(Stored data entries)
=-=-=

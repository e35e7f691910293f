//! Math renderers used by the inline formatter.
//!
//! A renderer turns one formula into markup for a particular host. It may
//! reject a formula, in which case the formatter keeps the delimited source
//! text instead.

use serde::Serialize;
use thiserror::Error;

/// Whether a formula sits inside running text or on its own line.
#[derive(Debug, Clone, Copy, PartialEq, Eq, Hash, Serialize)]
#[serde(rename_all = "snake_case")]
pub enum MathMode {
    Inline,
    Display,
}

#[derive(Debug, Clone, PartialEq, Eq, Error)]
pub enum MathError {
    #[error("formula is empty")]
    Empty,
    #[error("unbalanced braces in formula")]
    UnbalancedBraces,
    #[error("formula ends with a dangling backslash")]
    DanglingEscape,
}

pub trait MathRenderer {
    fn render(&self, formula: &str, mode: MathMode) -> Result<String, MathError>;
}

impl<F> MathRenderer for F
where
    F: Fn(&str, MathMode) -> Result<String, MathError>,
{
    fn render(&self, formula: &str, mode: MathMode) -> Result<String, MathError> {
        self(formula, mode)
    }
}

/// Reject formulas no TeX engine could typeset.
pub fn check_formula(formula: &str) -> Result<(), MathError> {
    if formula.trim().is_empty() {
        return Err(MathError::Empty);
    }

    let mut depth = 0usize;
    let mut chars = formula.chars();
    while let Some(ch) = chars.next() {
        match ch {
            '\\' => {
                // `\{` and `\}` are literal braces
                if chars.next().is_none() {
                    return Err(MathError::DanglingEscape);
                }
            }
            '{' => depth += 1,
            '}' => {
                depth = depth.checked_sub(1).ok_or(MathError::UnbalancedBraces)?;
            }
            _ => {}
        }
    }

    if depth == 0 {
        Ok(())
    } else {
        Err(MathError::UnbalancedBraces)
    }
}

/// Markup for KaTeX's client-side auto-render extension.
///
/// The formula is HTML-escaped and wrapped in `\(…\)` or `\[…\]`; the page
/// loading the output typesets it.
#[derive(Debug, Clone, Copy, Default)]
pub struct Katex;

impl MathRenderer for Katex {
    fn render(&self, formula: &str, mode: MathMode) -> Result<String, MathError> {
        check_formula(formula)?;
        let escaped = html_escape::encode_text(formula);
        Ok(match mode {
            MathMode::Inline => format!("\\({escaped}\\)"),
            MathMode::Display => format!("\\[{escaped}\\]"),
        })
    }
}

/// Typst calls into the `mitex` package, which typesets LaTeX math.
#[derive(Debug, Clone, Copy, Default)]
pub struct Mitex;

impl MathRenderer for Mitex {
    fn render(&self, formula: &str, mode: MathMode) -> Result<String, MathError> {
        check_formula(formula)?;
        let literal = typst_string(formula.trim());
        Ok(match mode {
            MathMode::Inline => format!("#mi({literal})"),
            MathMode::Display => format!("#mitex({literal})"),
        })
    }
}

fn typst_string(s: &str) -> String {
    let mut out = String::with_capacity(s.len() + 2);
    out.push('"');
    for ch in s.chars() {
        match ch {
            '"' | '\\' => {
                out.push('\\');
                out.push(ch);
            }
            _ => out.push(ch),
        }
    }
    out.push('"');
    out
}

=-=-=

To do
Search the entries for "MathError" and show every line that has it.

Solution to the exercise
pub enum MathError {
    fn render(&self, formula: &str, mode: MathMode) -> Result<String, MathError>;
    F: Fn(&str, MathMode) -> Result<String, MathError>,
    fn render(&self, formula: &str, mode: MathMode) -> Result<String, MathError> {
pub fn check_formula(formula: &str) -> Result<(), MathError> {
        return Err(MathError::Empty);
                    return Err(MathError::DanglingEscape);
                depth = depth.checked_sub(1).ok_or(MathError::UnbalancedBraces)?;
        Err(MathError::UnbalancedBraces)
    fn render(&self, formula: &str, mode: MathMode) -> Result<String, MathError> {
    fn render(&self, formula: &str, mode: MathMode) -> Result<String, MathError> {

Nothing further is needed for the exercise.